(Stored data entries)
----------
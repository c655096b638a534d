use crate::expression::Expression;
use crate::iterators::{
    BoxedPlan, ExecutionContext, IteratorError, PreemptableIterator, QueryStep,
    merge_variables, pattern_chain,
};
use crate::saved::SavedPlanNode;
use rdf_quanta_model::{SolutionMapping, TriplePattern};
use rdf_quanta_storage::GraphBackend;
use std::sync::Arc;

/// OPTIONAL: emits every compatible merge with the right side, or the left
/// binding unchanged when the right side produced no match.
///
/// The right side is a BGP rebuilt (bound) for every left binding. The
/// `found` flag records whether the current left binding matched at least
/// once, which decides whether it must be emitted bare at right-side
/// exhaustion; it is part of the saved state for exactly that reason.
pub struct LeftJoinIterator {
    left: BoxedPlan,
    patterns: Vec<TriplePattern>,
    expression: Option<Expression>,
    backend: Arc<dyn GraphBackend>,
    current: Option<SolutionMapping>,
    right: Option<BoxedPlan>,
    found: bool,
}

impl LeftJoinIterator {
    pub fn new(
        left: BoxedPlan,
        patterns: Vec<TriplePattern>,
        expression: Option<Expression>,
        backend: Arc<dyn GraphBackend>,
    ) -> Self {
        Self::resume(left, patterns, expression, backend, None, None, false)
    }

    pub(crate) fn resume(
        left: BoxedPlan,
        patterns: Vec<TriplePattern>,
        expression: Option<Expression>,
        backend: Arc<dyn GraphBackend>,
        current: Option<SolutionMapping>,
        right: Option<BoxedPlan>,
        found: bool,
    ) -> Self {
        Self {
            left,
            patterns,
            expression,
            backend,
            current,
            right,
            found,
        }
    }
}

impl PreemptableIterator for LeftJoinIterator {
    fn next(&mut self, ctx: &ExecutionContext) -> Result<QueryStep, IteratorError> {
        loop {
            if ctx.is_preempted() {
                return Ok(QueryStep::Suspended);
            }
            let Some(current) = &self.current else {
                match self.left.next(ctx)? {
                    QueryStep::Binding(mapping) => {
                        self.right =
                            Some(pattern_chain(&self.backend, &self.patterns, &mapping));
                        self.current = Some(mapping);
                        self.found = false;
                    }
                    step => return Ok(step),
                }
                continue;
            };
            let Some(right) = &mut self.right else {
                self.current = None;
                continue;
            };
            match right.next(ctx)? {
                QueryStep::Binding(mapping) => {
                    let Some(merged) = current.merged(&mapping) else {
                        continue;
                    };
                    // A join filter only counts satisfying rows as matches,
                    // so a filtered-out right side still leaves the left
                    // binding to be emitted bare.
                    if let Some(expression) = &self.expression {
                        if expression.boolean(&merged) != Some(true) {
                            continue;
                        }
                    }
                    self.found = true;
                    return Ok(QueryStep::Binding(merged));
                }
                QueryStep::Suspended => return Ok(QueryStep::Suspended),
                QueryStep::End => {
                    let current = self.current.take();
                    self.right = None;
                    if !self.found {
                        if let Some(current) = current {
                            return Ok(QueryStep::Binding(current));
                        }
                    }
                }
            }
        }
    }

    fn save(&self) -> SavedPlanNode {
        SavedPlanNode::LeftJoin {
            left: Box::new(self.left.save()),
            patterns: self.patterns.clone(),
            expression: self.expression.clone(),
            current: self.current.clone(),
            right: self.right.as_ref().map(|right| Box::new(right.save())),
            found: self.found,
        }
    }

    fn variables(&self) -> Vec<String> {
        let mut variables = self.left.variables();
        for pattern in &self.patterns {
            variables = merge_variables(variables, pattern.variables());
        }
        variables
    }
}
----------
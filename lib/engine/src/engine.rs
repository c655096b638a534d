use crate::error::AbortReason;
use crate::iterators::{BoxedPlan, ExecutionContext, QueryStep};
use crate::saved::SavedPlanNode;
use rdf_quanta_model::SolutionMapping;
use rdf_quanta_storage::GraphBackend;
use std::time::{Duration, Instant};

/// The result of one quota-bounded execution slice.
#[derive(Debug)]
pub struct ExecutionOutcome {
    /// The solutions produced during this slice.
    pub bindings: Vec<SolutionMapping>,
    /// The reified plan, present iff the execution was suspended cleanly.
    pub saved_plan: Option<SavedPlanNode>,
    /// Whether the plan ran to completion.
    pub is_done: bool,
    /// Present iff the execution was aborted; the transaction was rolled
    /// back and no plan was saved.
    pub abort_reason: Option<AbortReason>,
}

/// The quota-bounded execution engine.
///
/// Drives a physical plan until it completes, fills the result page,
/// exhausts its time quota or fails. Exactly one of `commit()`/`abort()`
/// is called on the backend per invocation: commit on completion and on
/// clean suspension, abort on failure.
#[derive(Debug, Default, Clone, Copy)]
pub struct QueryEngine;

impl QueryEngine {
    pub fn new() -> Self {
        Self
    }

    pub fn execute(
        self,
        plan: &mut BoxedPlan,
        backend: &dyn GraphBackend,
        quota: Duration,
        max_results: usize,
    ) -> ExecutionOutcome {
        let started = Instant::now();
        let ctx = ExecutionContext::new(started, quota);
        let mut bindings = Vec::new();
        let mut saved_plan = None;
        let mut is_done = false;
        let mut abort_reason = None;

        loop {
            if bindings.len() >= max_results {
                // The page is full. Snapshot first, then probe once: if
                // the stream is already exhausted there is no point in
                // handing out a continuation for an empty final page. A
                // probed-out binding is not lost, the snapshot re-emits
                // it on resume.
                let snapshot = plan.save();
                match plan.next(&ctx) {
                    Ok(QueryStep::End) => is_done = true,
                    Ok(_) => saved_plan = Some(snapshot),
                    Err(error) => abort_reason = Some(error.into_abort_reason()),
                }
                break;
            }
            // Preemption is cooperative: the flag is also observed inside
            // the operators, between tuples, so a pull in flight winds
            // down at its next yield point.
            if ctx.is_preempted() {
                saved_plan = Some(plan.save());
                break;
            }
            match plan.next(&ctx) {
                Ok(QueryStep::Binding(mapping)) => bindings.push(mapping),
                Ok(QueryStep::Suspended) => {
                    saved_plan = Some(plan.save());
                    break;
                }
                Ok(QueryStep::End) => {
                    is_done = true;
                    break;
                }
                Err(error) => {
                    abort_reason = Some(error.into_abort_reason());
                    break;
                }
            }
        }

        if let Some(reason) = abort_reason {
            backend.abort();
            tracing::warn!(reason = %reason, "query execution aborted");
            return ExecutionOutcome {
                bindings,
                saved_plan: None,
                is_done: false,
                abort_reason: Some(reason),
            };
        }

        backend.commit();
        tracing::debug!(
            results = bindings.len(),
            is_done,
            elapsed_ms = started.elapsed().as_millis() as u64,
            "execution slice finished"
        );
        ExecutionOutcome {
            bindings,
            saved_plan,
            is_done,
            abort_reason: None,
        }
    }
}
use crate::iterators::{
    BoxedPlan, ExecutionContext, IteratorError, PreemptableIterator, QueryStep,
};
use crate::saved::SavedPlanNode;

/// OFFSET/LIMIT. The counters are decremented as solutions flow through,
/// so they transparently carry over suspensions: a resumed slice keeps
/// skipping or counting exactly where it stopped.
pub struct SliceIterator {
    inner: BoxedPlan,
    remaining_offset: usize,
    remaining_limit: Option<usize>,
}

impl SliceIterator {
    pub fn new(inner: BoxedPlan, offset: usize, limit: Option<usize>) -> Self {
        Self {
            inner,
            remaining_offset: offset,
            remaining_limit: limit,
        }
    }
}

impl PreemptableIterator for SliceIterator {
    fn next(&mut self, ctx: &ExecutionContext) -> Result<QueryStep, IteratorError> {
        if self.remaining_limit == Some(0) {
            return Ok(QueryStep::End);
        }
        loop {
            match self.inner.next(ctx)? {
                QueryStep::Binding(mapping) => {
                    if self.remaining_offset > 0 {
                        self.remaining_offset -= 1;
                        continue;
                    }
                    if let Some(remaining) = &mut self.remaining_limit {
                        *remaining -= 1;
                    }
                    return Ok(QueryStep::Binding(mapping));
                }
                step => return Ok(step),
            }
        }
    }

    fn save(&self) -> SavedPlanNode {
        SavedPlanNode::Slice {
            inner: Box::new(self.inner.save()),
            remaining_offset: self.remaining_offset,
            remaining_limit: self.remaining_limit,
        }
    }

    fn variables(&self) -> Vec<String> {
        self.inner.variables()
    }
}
----------
=== INSTRUCTIONS FOR THE TASK ===
Which of the lines above contain "bounded"? Return them all.

=== EXPECTED ANSWER ===
/// The result of one quota-bounded execution slice.
/// The quota-bounded execution engine.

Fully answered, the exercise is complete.